» **Task directions**: Starting from the line that holds "fn fmt(&self, f: &mut", print every line through the end of the records, first and last included.

*** Data to examine ***

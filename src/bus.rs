// Copyright 2024 The ChromiumOS Authors
// Use of this source code is governed by a BSD-style license that can be
// found in the LICENSE file.

//! The seam between this crate's devices and the machine's system bus.

use std::fmt;

use crate::suspendable::Suspendable;

/// Information about how a device was accessed.
#[derive(Copy, Clone, Debug, Eq, PartialEq)]
pub struct BusAccessInfo {
    /// Offset from the start of the device's address range.
    pub offset: u64,
    /// Absolute address of the access on the bus.
    pub address: u64,
    /// Hart that initiated the access.
    pub id: usize,
}

// Implement `Display` so that it can be used in logging.
impl fmt::Display for BusAccessInfo {
    fn fmt(&self, f: &mut fmt::Formatter) -> fmt::Result {
        write!(f, "{:?}", self)
    }
}

/// A device mapped into the guest physical address space.
///
/// Accesses never fault back to the guest: a device that cannot service an
/// access logs it, reads zero and drops the write.
pub trait BusDevice: Send + Suspendable {
    /// Returns a label suitable for debug output.
    fn debug_label(&self) -> String;

    /// Reads `data.len()` bytes at `info.offset` from this device.
    fn read(&mut self, info: BusAccessInfo, data: &mut [u8]);

    /// Writes `data` at `info.offset` into this device.
    fn write(&mut self, info: BusAccessInfo, data: &[u8]);
}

***

» **Answer for the task**:
    fn fmt(&self, f: &mut fmt::Formatter) -> fmt::Result {
        write!(f, "{:?}", self)
    }
}

/// A device mapped into the guest physical address space.
///
/// Accesses never fault back to the guest: a device that cannot service an
/// access logs it, reads zero and drops the write.
pub trait BusDevice: Send + Suspendable {
    /// Returns a label suitable for debug output.
    fn debug_label(&self) -> String;

    /// Reads `data.len()` bytes at `info.offset` from this device.
    fn read(&mut self, info: BusAccessInfo, data: &mut [u8]);

    /// Writes `data` at `info.offset` into this device.
    fn write(&mut self, info: BusAccessInfo, data: &[u8]);
}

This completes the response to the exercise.